Please reproduce the entries below exactly, starting at the first line and ending with the line that holds "rest of the".
══════════════════════════════
//! Registry file format
//!
//! ```text
//! # tenantgate hostname registry v1
//! alpha alpha
//! #@ alpha owner=alpha_owner members=alpha_ro:readonly status=live
//! #@ gamma owner=gamma_owner status=tearing-down mode=drop stage=dependency-walk subdomain=gamma
//! ```
//!
//! Mapping lines (`<tenantId> <subdomain>`) exist only for live tenants, so plain consumers
//! that skip `#` lines see exactly the reachable set. `#@` annotations carry the rest of the
//! tenant record. A mapping line without an annotation is a live tenant with the conventional
//! owner role and no members.

use std::collections::BTreeMap;

use rustc_hash::{FxHashMap, FxHashSet};
use thiserror::Error;

use crate::{
    identity::{NameError, RoleName, Subdomain, TenantId},
    registry::models::{
        MemberAccess, MemberRole, TeardownMode, TeardownStage, Tenant, TenantStatus,
    },
};

/// First line of every registry file written by the engine.
pub const HEADER: &str = "# tenantgate hostname registry v1";

const ANNOTATION_PREFIX: &str = "#@";

/// Structural problem in a registry file.
#[derive(Debug, Clone, PartialEq, Eq, Error)]
#[error("line {line}: {reason}")]
pub struct DocumentError {
    /// 1-based line number.
    pub line: usize,

    /// What was wrong.
    pub reason: String,
}

impl DocumentError {
    fn new(line: usize, reason: impl Into<String>) -> Self {
        Self {
            line,
            reason: reason.into(),
        }
    }
}

/// Identity claimed by another tenant.
#[derive(Debug, Clone, PartialEq, Eq)]
pub struct Collision {
    /// Which identity collided: `id`, `subdomain` or `role`.
    pub field: &'static str,

    /// Colliding value.
    pub value: String,

    /// Tenant already holding it.
    pub owner: TenantId,
}

/// Point-in-time view of the registry.
#[derive(Debug, Clone, Default, PartialEq, Eq)]
pub struct RegistrySnapshot {
    tenants: BTreeMap<TenantId, Tenant>,
}

impl RegistrySnapshot {
    /// Tenant by id.
    #[must_use]
    pub fn get(&self, id: &TenantId) -> Option<&Tenant> {
        self.tenants.get(id)
    }

    /// Live tenant reachable through `subdomain`.
    #[must_use]
    pub fn resolve_by_subdomain(&self, subdomain: &Subdomain) -> Option<&TenantId> {
        self.tenants
            .values()
            .find(|tenant| tenant.is_live() && tenant.subdomain == *subdomain)
            .map(|tenant| &tenant.id)
    }

    /// Tenants ordered by id.
    pub fn tenants(&self) -> impl Iterator<Item = &Tenant> {
        self.tenants.values()
    }

    /// Number of records.
    #[must_use]
    pub fn len(&self) -> usize {
        self.tenants.len()
    }

    /// Whether the registry has no records.
    #[must_use]
    pub fn is_empty(&self) -> bool {
        self.tenants.is_empty()
    }

    /// First identity of `candidate` already claimed by a different tenant.
    ///
    /// Only live and tearing-down tenants claim their subdomain and role names.
    #[must_use]
    pub fn find_collision(&self, candidate: &Tenant) -> Option<Collision> {
        let candidate_roles = candidate.roles();

        for other in self.tenants.values() {
            if other.id == candidate.id || !other.holds_identity() {
                continue;
            }

            if other.subdomain == candidate.subdomain {
                return Some(Collision {
                    field: "subdomain",
                    value: candidate.subdomain.to_string(),
                    owner: other.id.clone(),
                });
            }

            if let Some(role) = other
                .roles()
                .into_iter()
                .find(|role| candidate_roles.contains(role))
            {
                return Some(Collision {
                    field: "role",
                    value: role.to_string(),
                    owner: other.id.clone(),
                });
            }
        }

        None
    }

    pub(crate) fn upsert(&mut self, tenant: Tenant) {
        self.tenants.insert(tenant.id.clone(), tenant);
    }

    pub(crate) fn remove(&mut self, id: &TenantId) -> Option<Tenant> {
        self.tenants.remove(id)
    }

    /// Parse a registry file.
    ///
    /// # Errors
    ///
    /// Returns a [`DocumentError`] for malformed lines, annotations contradicting the mapping
    /// lines, and duplicate ids, subdomains or role names.
    pub fn parse(contents: &str) -> Result<Self, DocumentError> {
        let mut mappings: Vec<(usize, TenantId, Subdomain)> = Vec::new();
        let mut annotations: FxHashMap<TenantId, (usize, Annotation)> = FxHashMap::default();

        for (index, raw) in contents.lines().enumerate() {
            let line = index + 1;
            let trimmed = raw.trim();

            if let Some(body) = trimmed.strip_prefix(ANNOTATION_PREFIX) {
                let (id, annotation) = parse_annotation(line, body)?;

                if annotations.insert(id.clone(), (line, annotation)).is_some() {
                    return Err(DocumentError::new(
                        line,
                        format!("duplicate annotation for tenant {id}"),
                    ));
                }

                continue;
            }

            if trimmed.is_empty() || trimmed.starts_with('#') {
                continue;
            }

            let mut fields = trimmed.split_whitespace();

            let (Some(id), Some(subdomain), None) = (fields.next(), fields.next(), fields.next())
            else {
                return Err(DocumentError::new(
                    line,
                    "expected `<tenantId> <subdomain>`",
                ));
            };

            let invalid = |error: NameError| DocumentError::new(line, error.to_string());

            mappings.push((
                line,
                TenantId::parse(id).map_err(invalid)?,
                Subdomain::parse(subdomain).map_err(invalid)?,
            ));
        }

        let mut snapshot = Self::default();
        let mut subdomains: FxHashSet<Subdomain> = FxHashSet::default();
        let mut roles: FxHashSet<RoleName> = FxHashSet::default();

        for (line, id, subdomain) in mappings {
            let tenant = match annotations.remove(&id) {
                Some((_, annotation)) => annotation.into_live_tenant(line, id, subdomain)?,
                None => Tenant::new(id, subdomain),
            };

            snapshot.claim(line, tenant, &mut subdomains, &mut roles)?;
        }

        let mut orphans: Vec<_> = annotations.into_iter().collect();
        orphans.sort_by_key(|(_, (line, _))| *line);

        for (id, (line, annotation)) in orphans {
            let tenant = annotation.into_unmapped_tenant(line, id)?;

            snapshot.claim(line, tenant, &mut subdomains, &mut roles)?;
        }

        Ok(snapshot)
    }

    fn claim(
        &mut self,
        line: usize,
        tenant: Tenant,
        subdomains: &mut FxHashSet<Subdomain>,
        roles: &mut FxHashSet<RoleName>,
    ) -> Result<(), DocumentError> {
        if self.tenants.contains_key(&tenant.id) {
            return Err(DocumentError::new(
                line,
                format!("duplicate tenant id {}", tenant.id),
            ));
        }

        if tenant.holds_identity() {
            if !subdomains.insert(tenant.subdomain.clone()) {
                return Err(DocumentError::new(
                    line,
                    format!("duplicate subdomain {}", tenant.subdomain),
                ));
            }

            for role in tenant.roles() {
                if !roles.insert(role.clone()) {
                    return Err(DocumentError::new(line, format!("duplicate role {role}")));
                }
            }
        }

        self.upsert(tenant);

        Ok(())
    }

    /// Serialize to the registry file format.
    #[must_use]
    pub fn render(&self) -> String {
        let mut out = String::new();

        out.push_str(HEADER);
        out.push('\n');
        out.push_str("# <tenantId> <subdomain>; `#@` lines hold tenant state\n");

        for tenant in self.tenants.values() {
            if let Some(mapping) = tenant.mapping() {
                out.push_str(&format!("{} {}\n", mapping.tenant_id, mapping.subdomain));
            }

            out.push_str(&render_annotation(tenant));
            out.push('\n');
        }

        out
    }
}

fn render_annotation(tenant: &Tenant) -> String {
    let mut fields = vec![
        format!("{ANNOTATION_PREFIX} {}", tenant.id),
        format!("owner={}", tenant.owner_role),
    ];

    if !tenant.member_roles.is_empty() {
        let members: Vec<String> = tenant
            .member_roles
            .iter()
            .map(|member| format!("{}:{}", member.name, member.access.as_str()))
            .collect();

        fields.push(format!("members={}", members.join(",")));
    }

    fields.push(format!("status={}", tenant.status.as_str()));

    match &tenant.status {
        TenantStatus::Live => {}
        TenantStatus::TearingDown { mode, stage } => {
            fields.push(format!("mode={mode}"));
            fields.push(format!("stage={stage}"));
            fields.push(format!("subdomain={}", tenant.subdomain));
        }
        TenantStatus::DestroyedQuarantined { quarantined } => {
            fields.push(format!("subdomain={}", tenant.subdomain));

            if !quarantined.is_empty() {
                fields.push(format!("quarantined={}", quarantined.join(",")));
            }
        }
    }

    fields.join(" ")
}

#[derive(Debug, Default)]
struct Annotation {
    owner: Option<RoleName>,
    members: Vec<MemberRole>,
    status: Option<String>,
    mode: Option<TeardownMode>,
    stage: Option<TeardownStage>,
    subdomain: Option<Subdomain>,
    quarantined: Vec<String>,
}

fn parse_annotation(line: usize, body: &str) -> Result<(TenantId, Annotation), DocumentError> {
    let invalid = |reason: String| DocumentError::new(line, reason);

    let mut tokens = body.split_whitespace();

    let id = tokens
        .next()
        .ok_or_else(|| invalid("annotation without tenant id".to_string()))?;
    let id = TenantId::parse(id).map_err(|error| invalid(error.to_string()))?;

    let mut annotation = Annotation::default();

    for token in tokens {
        let (key, value) = token
            .split_once('=')
            .ok_or_else(|| invalid(format!("expected key=value, found {token:?}")))?;

        match key {
            "owner" => {
                annotation.owner =
                    Some(RoleName::parse(value).map_err(|error| invalid(error.to_string()))?);
            }
            "members" => {
                for member in value.split(',').filter(|member| !member.is_empty()) {
                    let (name, access) = member.split_once(':').ok_or_else(|| {
                        invalid(format!("member {member:?} lacks an access level"))
                    })?;

                    annotation.members.push(MemberRole {
                        name: RoleName::parse(name).map_err(|error| invalid(error.to_string()))?,
                        access: access
                            .parse::<MemberAccess>()
                            .map_err(|error| invalid(error.to_string()))?,
                    });
                }
            }
            "status" => annotation.status = Some(value.to_string()),
            "mode" => {
                annotation.mode = Some(
                    value
                        .parse::<TeardownMode>()
                        .map_err(|error| invalid(error.to_string()))?,
                );
            }
            "stage" => {
                annotation.stage = Some(
                    value
                        .parse::<TeardownStage>()
                        .map_err(|error| invalid(error.to_string()))?,
                );
            }
            "subdomain" => {
                annotation.subdomain =
                    Some(Subdomain::parse(value).map_err(|error| invalid(error.to_string()))?);
            }
            "quarantined" => {
                annotation.quarantined = value
                    .split(',')
                    .filter(|name| !name.is_empty())
                    .map(String::from)
                    .collect();
            }
            other => return Err(invalid(format!("unknown annotation key {other:?}"))),
        }
    }

    Ok((id, annotation))
}

impl Annotation {
    fn into_live_tenant(
        self,
        line: usize,
        id: TenantId,
        subdomain: Subdomain,
    ) -> Result<Tenant, DocumentError> {
        match self.status.as_deref() {
            None | Some("live") => {}
            Some(other) => {
                return Err(DocumentError::new(
                    line,
                    format!("tenant {id} has a mapping but status {other}"),
                ));
            }
        }

        if self.subdomain.as_ref().is_some_and(|annotated| *annotated != subdomain) {
            return Err(DocumentError::new(
                line,
                format!("annotation subdomain for {id} contradicts its mapping"),
            ));
        }

        let mut tenant = Tenant::new(id, subdomain);

        if let Some(owner) = self.owner {
            tenant.owner_role = owner;
        }

        tenant.member_roles = self.members;

        Ok(tenant)
    }

    fn into_unmapped_tenant(self, line: usize, id: TenantId) -> Result<Tenant, DocumentError> {
        let subdomain = self.subdomain.ok_or_else(|| {
            DocumentError::new(line, format!("tenant {id} has neither mapping nor subdomain"))
        })?;

        let status = match self.status.as_deref() {
            Some("tearing-down") => TenantStatus::TearingDown {
                mode: self.mode.ok_or_else(|| {
                    DocumentError::new(line, format!("tearing-down tenant {id} lacks a mode"))
                })?,
                stage: self.stage.ok_or_else(|| {
                    DocumentError::new(line, format!("tearing-down tenant {id} lacks a stage"))
                })?,
            },
            Some("destroyed-quarantined") => TenantStatus::DestroyedQuarantined {
                quarantined: self.quarantined,
            },
            Some("live") | None => {
                return Err(DocumentError::new(
                    line,
                    format!("live tenant {id} has no mapping line"),
                ));
            }
            Some(other) => {
                return Err(DocumentError::new(
                    line,
                    format!("unknown status {other:?} for tenant {id}"),
                ));
            }
        };

        let owner_role = self.owner.unwrap_or_else(|| id.owner_role());

        Ok(Tenant {
            id,
            subdomain,
            owner_role,
            member_roles: self.members,
            status,
        })
    }
}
══════════════════════════════
Result of this exercise:
//! Registry file format
//!
//! ```text
//! # tenantgate hostname registry v1
//! alpha alpha
//! #@ alpha owner=alpha_owner members=alpha_ro:readonly status=live
//! #@ gamma owner=gamma_owner status=tearing-down mode=drop stage=dependency-walk subdomain=gamma
//! ```
//!
//! Mapping lines (`<tenantId> <subdomain>`) exist only for live tenants, so plain consumers
//! that skip `#` lines see exactly the reachable set. `#@` annotations carry the rest of the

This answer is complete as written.